Superar as raízes dessa malaise é urgente se a sociedade quiser evitar uma
revolução sangrenta no futuro próximo, diz o professor da universidade La
Sapienza, de Roma, que está em Tiradentes para participar da primeira edição do
Fórum do Amanhã.
O
senhor veio a Tiradentes (MG) falar sobre os caminhos para o desenvolvimento
daqui para frente. Qual papel o Brasil pode desempenhar nisso?
O
Brasil tem características positivas. È um país muito importante, o sétimo PIB
do mundo, o 5º em extensão territorial. E há também o papel importante
cultural. Em sua história, o Brasil só se envolveu em uma guerra, com o
Paraguai, e essa é uma diferença em relação à Europa. Ele é violento
internamente, claro, mas é pacífico na perspectiva internacional, aberto à
solidariedade, enquanto a Europa está repelindo imigrantes. É um país propenso
à alegria, à música. Pode haver aqui um modelo para o restante do mundo.
Você
já disse que o Brasil é um país de sociólogos. Hoje, porém, em paralelo ao
avanço de ideologias de extrema direita, muitos observadores apontam para o
surgimento de forte movimento anti-intelectual, refratário às humanidades por
aqui. O senhor tem percebido esse movimento?
Não
tenho condições de dizer se isso está acontecendo ou não no Brasil. Mas na
Itália isso é ocorre, assim como por toda a Europa e nos EUA. Isso é muito
perigoso. Setenta anos após a Segunda Guerra, após o fim do fascismo e do
nazismo, as novas gerações não viveram essas tragédias. As ciências humanas e
sociais são ferramentas contra as ditaduras pois são fundamentalmente
democráticas. As primeiras medidas ditatoriais são sempre suprimir as
humanidades. Isso aconteceu com Stálin, que acabou com a sociologia, aconteceu
com Mao Tsé-tung, com Pinochet.
Elas
estão sob risco?
Eu
espero que não. A diferença de hoje é que as instituições democráticas são bem
mais sólidas do que naquela época, e desempenham uma missão global para o
mundo, não nacionalismo. Fascismo e nazismo eram forças nacionalistas.
Trump
se elegeu com uma mensagem anti-globalização, nacionalista e, para alguns, até
nativista. Sua vitória não seria uma mensagem de mal-estar com relação à essas
postura globalista das instituições?
Os
EUA têm muitas diferenças internas. O percentual de população com nível
superior é de 52% na Califórnia mas de 15% a 20% em Utah, por exemplo. Logo,
não existe uma América única. E há outra coisa. A formação nos EUA é baseada em
uma cultura técnica, não humanista. Este é um problema enorme, porque se a
cultura técnica prevalece sobre a cultura humanista, não existe um edifício
cultural que possa barrar o autoritarismo e o populismo. A cultura americana é
técnica, são engenheiros, biólogos, químicos etc. Nos últimos 50 anos, aliás,
está acontecendo a destruição do humanismo, no mundo inteiro e no Brasil
também. Se um jovem vai à universidade, ele estuda técnicas, não humanidades.

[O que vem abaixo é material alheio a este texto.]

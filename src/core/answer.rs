//! The secret word of a game

use super::{Feedback, Word};
use crate::error::WordleError;
use crate::wordlists::Vocabulary;
use rand::Rng;
use rand::seq::IndexedRandom;

/// The secret a game is played against
///
/// Guesses are checked against the vocabulary before they are classified.
#[derive(Debug, Clone)]
pub struct Answer<'a> {
    word: Word,
    vocabulary: &'a Vocabulary,
}

impl<'a> Answer<'a> {
    /// Use a specific secret word
    ///
    /// The word does not have to be in the answer list. A secret outside the
    /// answer list will eventually make a strategy report `NoCandidates`.
    ///
    /// # Errors
    /// Returns `InvalidInput` if `word` is not a valid word.
    pub fn new(word: &str, vocabulary: &'a Vocabulary) -> Result<Self, WordleError> {
        Ok(Self {
            word: Word::new(word)?,
            vocabulary,
        })
    }

    /// Pick a secret from the answer list using the given random source
    ///
    /// Pass a seeded generator for repeatable games.
    ///
    /// # Errors
    /// Returns `InvalidInput` if the answer list is empty.
    ///
    /// # Examples
    /// ```
    /// use rand::SeedableRng;
    /// use rand::rngs::StdRng;
    /// use wordle_frequency::core::Answer;
    /// use wordle_frequency::wordlists::Vocabulary;
    ///
    /// let vocabulary = Vocabulary::embedded().unwrap();
    /// let a = Answer::random(&vocabulary, &mut StdRng::seed_from_u64(7)).unwrap();
    /// let b = Answer::random(&vocabulary, &mut StdRng::seed_from_u64(7)).unwrap();
    /// assert_eq!(a.word(), b.word());
    /// ```
    pub fn random<R: Rng + ?Sized>(
        vocabulary: &'a Vocabulary,
        rng: &mut R,
    ) -> Result<Self, WordleError> {
        let word = vocabulary
            .answers()
            .choose(rng)
            .ok_or_else(|| WordleError::InvalidInput("answer list is empty".to_string()))?;

        Ok(Self {
            word: word.clone(),
            vocabulary,
        })
    }

    /// The secret word
    #[inline]
    #[must_use]
    pub const fn word(&self) -> &Word {
        &self.word
    }

    /// Classify a guess against the secret
    ///
    /// # Errors
    /// Returns `InvalidInput` if the guess is malformed or not a legal guess.
    pub fn make_guess(&self, guess: &str) -> Result<Feedback, WordleError> {
        let guess = Word::new(guess)?;
        if !self.vocabulary.is_legal_guess(&guess) {
            return Err(WordleError::InvalidInput(format!(
                "the word '{guess}' is not a legal guess"
            )));
        }
        Ok(Feedback::calculate(&guess, &self.word))
    }
}
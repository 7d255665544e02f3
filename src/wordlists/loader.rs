//! Word list loading utilities
//!
//! Provides functions to load word lists from files or use embedded constants.

use crate::core::Word;
use log::warn;
use std::fs;
use std::io;
use std::path::Path;

/// Load words from a file, one per line
///
/// Blank lines are ignored. Invalid entries are skipped with a warning.
///
/// # Errors
///
/// Returns an I/O error if the file cannot be read or opened.
///
/// # Examples
/// ```no_run
/// use wordle_frequency::wordlists::loader::load_from_file;
///
/// let words = load_from_file("data/answers.txt").unwrap();
/// println!("Loaded {} words", words.len());
/// ```
pub fn load_from_file<P: AsRef<Path>>(path: P) -> io::Result<Vec<Word>> {
    let content = fs::read_to_string(path)?;
    Ok(parse_words(&content))
}

/// Parse newline-separated words, skipping blanks and invalid entries
#[must_use]
pub fn parse_words(content: &str) -> Vec<Word> {
    content
        .lines()
        .map(str::trim)
        .filter(|line| !line.is_empty())
        .filter_map(|line| match Word::new(line) {
            Ok(word) => Some(word),
            Err(e) => {
                warn!("skipping word list entry '{line}': {e}");
                None
            }
        })
        .collect()
}

/// Convert embedded string slice to Word vector
///
/// # Examples
/// ```
/// use wordle_frequency::wordlists::loader::words_from_slice;
/// use wordle_frequency::wordlists::ANSWERS;
///
/// let words = words_from_slice(ANSWERS);
/// assert_eq!(words.len(), ANSWERS.len());
/// ```
#[must_use]
pub fn words_from_slice(slice: &[&str]) -> Vec<Word> {
    slice.iter().filter_map(|&s| Word::new(s).ok()).collect()
}

#[cfg(test)]
mod tests {
    use super::*;

    #[test]
    fn words_from_slice_converts_valid_words() {
        let words = words_from_slice(&["crane", "slate", "irate"]);

        assert_eq!(words.len(), 3);
        assert_eq!(words[0].text(), "crane");
        assert_eq!(words[2].text(), "irate");
    }

    #[test]
    fn words_from_slice_skips_invalid() {
        let words = words_from_slice(&["crane", "toolong", "abc", "slate"]);

        assert_eq!(words.len(), 2);
        assert_eq!(words[0].text(), "crane");
        assert_eq!(words[1].text(), "slate");
    }

    #[test]
    fn parse_words_ignores_blank_lines_and_whitespace() {
        let words = parse_words("crane\n\n  SLATE  \nb4d!!\nirate\n");

        let texts: Vec<&str> = words.iter().map(Word::text).collect();
        assert_eq!(texts, ["crane", "slate", "irate"]);
    }

    #[test]
    fn load_from_missing_file_is_an_error() {
        assert!(load_from_file("definitely/not/here.txt").is_err());
    }
}
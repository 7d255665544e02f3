//! Formatting utilities for terminal output

use crate::core::{Feedback, LetterClass};
use colored::Colorize;

/// Format feedback as colored letter tiles, e.g. " C  R  A  N  E " on green/yellow/gray
#[must_use]
pub fn feedback_to_colored(feedback: &Feedback) -> String {
    feedback
        .iter()
        .map(|(letter, class)| {
            let tile = format!(" {} ", char::from(letter.to_ascii_uppercase()));
            match class {
                LetterClass::Correct => tile.black().on_green().to_string(),
                LetterClass::Present => tile.black().on_yellow().to_string(),
                LetterClass::Absent => tile.white().on_bright_black().to_string(),
            }
        })
        .collect()
}

/// Create a progress bar string
#[must_use]
pub fn create_progress_bar(value: f64, max: f64, width: usize) -> String {
    // Cast is safe: values are clamped to [0, width]
    let filled = if max > 0.0 {
        ((value / max) * width as f64) as usize
    } else {
        0
    };
    let filled = filled.min(width);

    format!("{}{}", "█".repeat(filled), "░".repeat(width - filled))
}
//! Play mode
//!
//! The user guesses a secret picked at random from the answer list.

use super::assist::prompt;
use crate::core::Answer;
use crate::error::WordleError;
use crate::output::formatters::feedback_to_colored;
use crate::wordlists::Vocabulary;
use anyhow::Result;
use rand::Rng;
use std::io::{BufRead, Write};

/// How a game of play mode ended
#[derive(Debug, Clone, PartialEq, Eq)]
pub enum PlayOutcome {
    Won { guesses: usize },
    Lost { secret: String },
    Quit,
}

/// Play one game against a random secret
///
/// Illegal guesses are reported and do not use up a turn.
///
/// # Errors
///
/// Returns an error on I/O failure or if the answer list is empty.
pub fn run_play<R: Rng + ?Sized>(
    vocabulary: &Vocabulary,
    rng: &mut R,
    max_guesses: usize,
    input: &mut impl BufRead,
    output: &mut impl Write,
) -> Result<PlayOutcome> {
    let answer = Answer::random(vocabulary, rng)?;
    writeln!(
        output,
        "Guess the {}-letter word in {max_guesses} tries ('quit' to give up).",
        vocabulary.word_length()
    )?;

    let mut turn = 1;
    while turn <= max_guesses {
        let Some(line) = prompt(input, output, &format!("Guess {turn}"))? else {
            return Ok(PlayOutcome::Quit);
        };
        if matches!(line.to_lowercase().as_str(), "quit" | "q" | "exit") {
            writeln!(output, "The word was {}.", answer.word().text().to_uppercase())?;
            return Ok(PlayOutcome::Quit);
        }

        match answer.make_guess(&line) {
            Ok(feedback) => {
                writeln!(output, "{}", feedback_to_colored(&feedback))?;
                if feedback.is_perfect() {
                    writeln!(output, "🎉 Solved in {turn} guesses!")?;
                    return Ok(PlayOutcome::Won { guesses: turn });
                }
                turn += 1;
            }
            Err(WordleError::InvalidInput(reason)) => writeln!(output, "❌ {reason}")?,
            Err(e) => return Err(e.into()),
        }
    }

    writeln!(output, "Out of guesses! The word was {}.", answer.word().text().to_uppercase())?;
    Ok(PlayOutcome::Lost {
        secret: answer.word().to_string(),
    })
}

#[cfg(test)]
mod tests {
    use super::*;
    use crate::wordlists::loader::words_from_slice;
    use rand::SeedableRng;
    use rand::rngs::StdRng;

    fn vocabulary() -> Vocabulary {
        let words = words_from_slice(&["abcde", "edcba", "aaaaa"]);
        let answers = words_from_slice(&["edcba"]);
        Vocabulary::new(words, answers).unwrap()
    }

    fn play(script: &str, max_guesses: usize) -> (PlayOutcome, String) {
        let vocabulary = vocabulary();
        let mut rng = StdRng::seed_from_u64(3);
        let mut input = script.as_bytes();
        let mut output = Vec::new();

        let outcome = run_play(&vocabulary, &mut rng, max_guesses, &mut input, &mut output).unwrap();
        (outcome, String::from_utf8(output).unwrap())
    }

    #[test]
    fn win_counts_only_legal_guesses() {
        let (outcome, transcript) = play("zzzzz\nabcde\nedcba\n", 6);

        assert_eq!(outcome, PlayOutcome::Won { guesses: 2 });
        assert!(transcript.contains("not a legal guess"));
    }

    #[test]
    fn running_out_of_guesses_reveals_secret() {
        let (outcome, transcript) = play("aaaaa\nabcde\n", 2);

        assert_eq!(
            outcome,
            PlayOutcome::Lost {
                secret: "edcba".to_string()
            }
        );
        assert!(transcript.contains("EDCBA"));
    }

    #[test]
    fn quit_and_end_of_input() {
        assert_eq!(play("quit\n", 6).0, PlayOutcome::Quit);
        assert_eq!(play("", 6).0, PlayOutcome::Quit);
    }
}
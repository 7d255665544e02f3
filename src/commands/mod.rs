//! Command implementations

pub mod assist;
pub mod benchmark;
pub mod play;
pub mod solve;

pub use assist::run_assist;
pub use benchmark::{BenchmarkConfig, BenchmarkResult, GameOutcome, run_benchmark};
pub use play::{PlayOutcome, run_play};
pub use solve::{GuessStep, SolveConfig, SolveResult, solve_word};
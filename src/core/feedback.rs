//! Feedback generation for a guess against a secret
//!
//! Classification is two-pass so repeated letters are credited at most as many
//! times as they occur in the secret:
//! 1. Exact matches are marked `Correct` and removed from the pool of unclaimed secret letters
//! 2. Remaining positions are marked `Present` while the pool still holds that letter
//! 3. Everything else is `Absent`

use super::word::{WORD_LENGTH, Word};
use crate::error::WordleError;
use std::fmt;

/// Classification of a single guessed letter
#[derive(Debug, Clone, Copy, PartialEq, Eq, Hash)]
pub enum LetterClass {
    /// Letter is in the secret at this exact position (green)
    Correct,
    /// Letter is in the secret, but not at this position (yellow)
    Present,
    /// Letter has no unclaimed occurrence left in the secret (gray)
    Absent,
}

impl LetterClass {
    /// Whether this letter counts as a match (green or yellow)
    #[inline]
    #[must_use]
    pub const fn is_match(self) -> bool {
        matches!(self, Self::Correct | Self::Present)
    }

    /// Emoji square for this class
    #[must_use]
    pub const fn to_emoji(self) -> char {
        match self {
            Self::Correct => '🟩',
            Self::Present => '🟨',
            Self::Absent => '⬜',
        }
    }

    /// Parse one feedback symbol
    ///
    /// Accepts 'G'/'g'/🟩, 'Y'/'y'/🟨 and '-'/'_'/⬜/⬛.
    #[must_use]
    pub const fn from_symbol(ch: char) -> Option<Self> {
        match ch {
            'G' | 'g' | '🟩' => Some(Self::Correct),
            'Y' | 'y' | '🟨' => Some(Self::Present),
            '-' | '_' | '⬜' | '⬛' => Some(Self::Absent),
            _ => None,
        }
    }
}

/// The guessed word together with the classification of each of its letters
///
/// Immutable once produced.
#[derive(Debug, Clone, PartialEq, Eq, Hash)]
pub struct Feedback {
    word: Word,
    classes: [LetterClass; WORD_LENGTH],
}

impl Feedback {
    /// Build feedback from a word and explicit classes
    ///
    /// Used when the feedback comes from outside (a user typing colors), where
    /// it is not regenerated from a known secret.
    #[must_use]
    pub const fn new(word: Word, classes: [LetterClass; WORD_LENGTH]) -> Self {
        Self { word, classes }
    }

    /// Classify `guess` against `secret`
    ///
    /// # Examples
    /// ```
    /// use wordle_frequency::core::{Feedback, LetterClass::*, Word};
    ///
    /// let guess = Word::new("mamma").unwrap();
    /// let secret = Word::new("llama").unwrap();
    /// let feedback = Feedback::calculate(&guess, &secret);
    ///
    /// assert_eq!(feedback.classes(), &[Absent, Present, Absent, Correct, Correct]);
    /// ```
    #[must_use]
    pub fn calculate(guess: &Word, secret: &Word) -> Self {
        Self {
            word: guess.clone(),
            classes: classify_letters(guess, secret),
        }
    }

    /// Parse feedback typed as a pattern string like "GY-GY" or "🟩🟨⬜🟩🟨"
    ///
    /// # Errors
    /// Returns `InvalidInput` if the pattern is not 5 valid symbols.
    pub fn from_pattern(word: Word, pattern: &str) -> Result<Self, WordleError> {
        let parsed: Vec<LetterClass> = pattern
            .chars()
            .map(LetterClass::from_symbol)
            .collect::<Option<_>>()
            .ok_or_else(|| WordleError::InvalidInput(format!("invalid pattern: {pattern}")))?;

        let classes: [LetterClass; WORD_LENGTH] = parsed.try_into().map_err(|_| {
            WordleError::InvalidInput(format!("pattern must have {WORD_LENGTH} symbols: {pattern}"))
        })?;

        Ok(Self { word, classes })
    }

    /// The guessed word
    #[inline]
    #[must_use]
    pub const fn word(&self) -> &Word {
        &self.word
    }

    /// Per-position classification
    #[inline]
    #[must_use]
    pub const fn classes(&self) -> &[LetterClass; WORD_LENGTH] {
        &self.classes
    }

    /// Iterate over (letter, class) pairs in position order
    pub fn iter(&self) -> impl Iterator<Item = (u8, LetterClass)> + '_ {
        self.word.chars().iter().copied().zip(self.classes)
    }

    /// Check if every letter is `Correct`
    #[must_use]
    pub fn is_perfect(&self) -> bool {
        self.classes.iter().all(|&c| c == LetterClass::Correct)
    }

    /// Number of positions classified `Correct` or `Present`
    #[must_use]
    pub fn count_matches(&self) -> usize {
        self.classes.iter().filter(|c| c.is_match()).count()
    }

    /// Whether `candidate` as the secret would reproduce this feedback exactly
    #[inline]
    #[must_use]
    pub fn is_consistent_with(&self, candidate: &Word) -> bool {
        classify_letters(&self.word, candidate) == self.classes
    }

    /// Emoji squares for the classes, e.g. "🟩🟨⬜🟩🟨"
    #[must_use]
    pub fn to_emoji(&self) -> String {
        self.classes.iter().map(|c| c.to_emoji()).collect()
    }
}

impl fmt::Display for Feedback {
    fn fmt(&self, f: &mut fmt::Formatter<'_>) -> fmt::Result {
        write!(f, "{} {}", self.word, self.to_emoji())
    }
}

/// Classify two raw strings
///
/// Vocabulary membership is not checked here; `Answer::make_guess` does that
/// when a vocabulary is at hand.
///
/// # Errors
/// Returns `InvalidInput` if the lengths differ or either string is not a valid word.
///
/// # Examples
/// ```
/// use wordle_frequency::core::classify;
///
/// assert!(classify("crane", "crane").unwrap().is_perfect());
/// assert!(classify("crane", "cranes").is_err());
/// ```
pub fn classify(guess: &str, secret: &str) -> Result<Feedback, WordleError> {
    if guess.len() != secret.len() {
        return Err(WordleError::InvalidInput(format!(
            "guess '{guess}' and secret '{secret}' must have the same number of letters"
        )));
    }
    let guess = Word::new(guess)?;
    let secret = Word::new(secret)?;
    Ok(Feedback::calculate(&guess, &secret))
}

fn classify_letters(guess: &Word, secret: &Word) -> [LetterClass; WORD_LENGTH] {
    let mut result = [None; WORD_LENGTH];
    let mut unclaimed = secret.char_counts();

    // First pass: exact position matches claim their letter
    for (slot, (&g, &s)) in result.iter_mut().zip(guess.chars().iter().zip(secret.chars())) {
        if g == s {
            *slot = Some(LetterClass::Correct);
            if let Some(count) = unclaimed.get_mut(&g) {
                *count -= 1;
            }
        }
    }

    // Second pass: misplaced letters claim from what is left
    for (slot, &g) in result.iter_mut().zip(guess.chars()) {
        if slot.is_none()
            && let Some(count) = unclaimed.get_mut(&g)
            && *count > 0
        {
            *slot = Some(LetterClass::Present);
            *count -= 1;
        }
    }

    result.map(|slot| slot.unwrap_or(LetterClass::Absent))
}

#[cfg(test)]
mod tests {
    use super::LetterClass::{Absent, Correct, Present};
    use super::*;
    use crate::wordlists::ANSWERS;

    fn feedback(guess: &str, secret: &str) -> Feedback {
        classify(guess, secret).unwrap()
    }

    #[test]
    fn all_absent() {
        assert_eq!(feedback("abcde", "fghij").classes(), &[Absent; 5]);
    }

    #[test]
    fn identical_words_are_perfect() {
        for word in ["crane", "slate", "zzzzz", "aaaaa", "llama"] {
            let fb = feedback(word, word);
            assert!(fb.is_perfect());
            assert_eq!(fb.count_matches(), 5);
        }
    }

    #[test]
    fn golden_repeated_letters_llama() {
        // Exact matches claim the a at 4 and the m at 3, leaving l, l, a in the pool
        assert_eq!(
            feedback("mamma", "llama").classes(),
            &[Absent, Present, Absent, Correct, Correct]
        );
    }

    #[test]
    fn repeated_guess_letters_all_present() {
        // ERASE has two e's, so both e's in SPEED are credited
        assert_eq!(
            feedback("speed", "erase").classes(),
            &[Present, Absent, Present, Present, Absent]
        );
    }

    #[test]
    fn exact_match_takes_priority_over_earlier_misplaced() {
        // The o at 3 is exact, the o at 1 claims FLOOR's other o
        assert_eq!(
            feedback("robot", "floor").classes(),
            &[Present, Present, Absent, Correct, Absent]
        );
    }

    #[test]
    fn single_secret_letter_credited_once() {
        // One e in the secret: only the first unmatched guess e gets yellow
        assert_eq!(
            feedback("geese", "those").classes(),
            &[Absent, Absent, Absent, Correct, Correct]
        );
        assert_eq!(
            feedback("eerie", "crane").classes(),
            &[Absent, Absent, Present, Absent, Correct]
        );
        assert_eq!(
            feedback("eevee", "sweat").classes(),
            &[Present, Absent, Absent, Absent, Absent]
        );
    }

    #[test]
    fn real_wordle_example() {
        assert_eq!(
            feedback("crane", "slate").classes(),
            &[Absent, Absent, Correct, Absent, Correct]
        );
    }

    #[test]
    fn classify_rejects_mismatched_lengths() {
        assert!(matches!(
            classify("crane", "cranes"),
            Err(WordleError::InvalidInput(_))
        ));
        assert!(matches!(
            classify("abcd", "abcd"),
            Err(WordleError::InvalidInput(_))
        ));
    }

    #[test]
    fn matches_never_exceed_secret_letter_counts() {
        let words: Vec<Word> = ANSWERS[..80].iter().map(|w| Word::new(*w).unwrap()).collect();

        for guess in &words {
            for secret in &words {
                let fb = Feedback::calculate(guess, secret);

                let positional_equal = (0..WORD_LENGTH)
                    .filter(|&i| guess.char_at(i) == secret.char_at(i))
                    .count();
                let correct = fb.classes().iter().filter(|&&c| c == Correct).count();
                assert_eq!(correct, positional_equal, "{guess} vs {secret}");

                for (letter, _) in fb.iter() {
                    let credited = fb
                        .iter()
                        .filter(|&(l, c)| l == letter && c.is_match())
                        .count();
                    let in_secret = secret.chars().iter().filter(|&&l| l == letter).count();
                    assert!(credited <= in_secret, "{guess} vs {secret}");
                }
            }
        }
    }

    #[test]
    fn feedback_is_consistent_with_its_own_secret() {
        let guess = Word::new("crane").unwrap();
        let secret = Word::new("irate").unwrap();
        let fb = Feedback::calculate(&guess, &secret);

        assert!(fb.is_consistent_with(&secret));
        assert!(!fb.is_consistent_with(&Word::new("slate").unwrap()));
    }

    #[test]
    fn count_matches_counts_green_and_yellow() {
        let fb = feedback("robot", "floor");
        assert_eq!(fb.count_matches(), 3);
    }

    #[test]
    fn from_pattern_valid() {
        let word = Word::new("crane").unwrap();
        let a = Feedback::from_pattern(word.clone(), "GY-G_").unwrap();
        let b = Feedback::from_pattern(word, "🟩🟨⬜🟩⬜").unwrap();

        assert_eq!(a, b);
        assert_eq!(a.classes(), &[Correct, Present, Absent, Correct, Absent]);
    }

    #[test]
    fn from_pattern_invalid() {
        let word = Word::new("crane").unwrap();
        assert!(Feedback::from_pattern(word.clone(), "GYG").is_err());
        assert!(Feedback::from_pattern(word.clone(), "GYGGYG").is_err());
        assert!(Feedback::from_pattern(word.clone(), "GXGGY").is_err());
        assert!(Feedback::from_pattern(word, "").is_err());
    }

    #[test]
    fn display_shows_word_and_emoji() {
        let fb = feedback("crane", "slate");
        assert_eq!(fb.to_string(), "crane ⬜⬜🟩⬜🟩");
    }
}
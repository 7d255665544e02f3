//! Core domain types for Wordle
//!
//! Words, the letter classifier and its feedback, and the secret answer.

mod answer;
mod feedback;
mod word;

pub use answer::Answer;
pub use feedback::{Feedback, LetterClass, classify};
pub use word::{WORD_LENGTH, Word};
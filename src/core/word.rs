//! Wordle word representation
//!
//! A Word stores a validated 5-letter lowercase word as text and as bytes.

use crate::error::WordError;
use rustc_hash::FxHashMap;
use std::fmt;

/// Number of letters in every word
pub const WORD_LENGTH: usize = 5;

/// A 5-letter Wordle word
#[derive(Debug, Clone, PartialEq, Eq, Hash)]
pub struct Word {
    text: String,
    chars: [u8; WORD_LENGTH],
}

impl Word {
    /// Create a new Word from a string
    ///
    /// # Errors
    /// Returns `WordError` if:
    /// - Length is not exactly 5
    /// - Contains non-ASCII characters
    /// - Contains non-alphabetic characters
    ///
    /// # Examples
    /// ```
    /// use wordle_frequency::core::Word;
    ///
    /// let word = Word::new("crane").unwrap();
    /// assert_eq!(word.text(), "crane");
    ///
    /// assert!(Word::new("too long").is_err());
    /// assert!(Word::new("sh0rt").is_err());
    /// ```
    pub fn new(text: impl Into<String>) -> Result<Self, WordError> {
        let text: String = text.into().to_lowercase();

        if !text.is_ascii() {
            return Err(WordError::NonAscii);
        }

        let chars: [u8; WORD_LENGTH] = text
            .as_bytes()
            .try_into()
            .map_err(|_| WordError::InvalidLength(text.len()))?;

        if !chars.iter().all(u8::is_ascii_lowercase) {
            return Err(WordError::InvalidCharacters);
        }

        Ok(Self { text, chars })
    }

    /// Get the word as a string slice
    #[inline]
    #[must_use]
    pub fn text(&self) -> &str {
        &self.text
    }

    /// Get the word as a byte array
    #[inline]
    #[must_use]
    pub const fn chars(&self) -> &[u8; WORD_LENGTH] {
        &self.chars
    }

    /// Get the character at a specific position (0-4)
    ///
    /// # Panics
    /// Panics if position >= 5
    #[inline]
    #[must_use]
    pub const fn char_at(&self, position: usize) -> u8 {
        self.chars[position]
    }

    /// Check if the word contains a specific letter
    #[inline]
    #[must_use]
    pub fn has_letter(&self, letter: u8) -> bool {
        self.chars.contains(&letter)
    }

    /// Check if the two words have at least one letter in common
    #[must_use]
    pub fn shares_letter_with(&self, other: &Self) -> bool {
        self.chars.iter().any(|&ch| other.has_letter(ch))
    }

    /// Count of each letter in the word
    ///
    /// This is the pool of unclaimed secret letters used during classification.
    #[inline]
    pub(crate) fn char_counts(&self) -> FxHashMap<u8, u8> {
        let mut counts = FxHashMap::default();
        for &ch in &self.chars {
            *counts.entry(ch).or_insert(0) += 1;
        }
        counts
    }
}

impl fmt::Display for Word {
    fn fmt(&self, f: &mut fmt::Formatter<'_>) -> fmt::Result {
        write!(f, "{}", self.text)
    }
}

Até um país humanista, ou, melhor dizendo, espiritualista, como a Índia, está
passando por esse processo. Uma outra coisa que não existe nos EUA é a cultura
de classe social. Quem sabe que é pobre não pode pensar que sua salvação virá
de um homem rico.
Um
dos argumentos de Trump em sua campanha vitoriosa foram suas supostas
qualidades como empresário. São Paulo acaba de eleger um prefeito que se
autointitula gestor, o que parece ser uma tendência. O que está por trás dela?
Se
ele é gestor de uma empresa, ele busca o lucro. E o prefeito de uma cidade,
quer o quê? Não é suficiente nem a cultura tecnológica nem a econômica para
governar uma cidade ou um estado. A cultura humanista é indispensável. Ela
mostra o que fazer, enquanto que a cultura técnica mostra como fazer, sendo
apenas um meio, não um fim.
A
xenofobia e a rejeição a imigrantes têm alguma coisa a ver com isso?
É
uma outra consequência da ignorância humanista e, mesmo, um grande erro
econômico. A Europa precisa de jovens, e os imigrantes são todos jovens. A
mesma coisa acontece nos EUA. É um erro econômico, mas é acima de tudo um erro
do ponto de vista humanista.
O
senhor ficou conhecido pela ideia do ócio criativo. O senhor vê futuro para ela
mesmo quando um país como a França se rende à ideia de flexibilização das leis
trabalhistas?
São
duas coisas diferentes. Eu entendo ócio criativo pela possibilidade para todos
que fazem trabalho criativo de unir trabalho, estudo e lazer. Eu e você estamos
aqui, agora, trabalhando. Estamos trocando ideias, logo estamos estudando. E eu
estou me divertindo. É fazer essas três coisas ao mesmo tempo. Como o
percentual de trabalho de ordem criativa está crescendo no mundo pós-industrial
e o trabalho não criativo está terminando, há mais espaço para o ócio criativo.
Mesmo
quando governos tentam dar a possibilidade a empregadores de aumentar a jornada
de trabalho?
Esse
sistema de flexibilização ao que você se refere está sendo usando em todo o mundo
e é criminoso. Isso leva, eventualmente, à perda de trabalho. A primeira fase é
a flexibilização, e a segunda é a demissão. Em vez de a empresa ter necessidade
de cem trabalhadores, vai para dez. Em 1850, 94% era do trabalho era operário.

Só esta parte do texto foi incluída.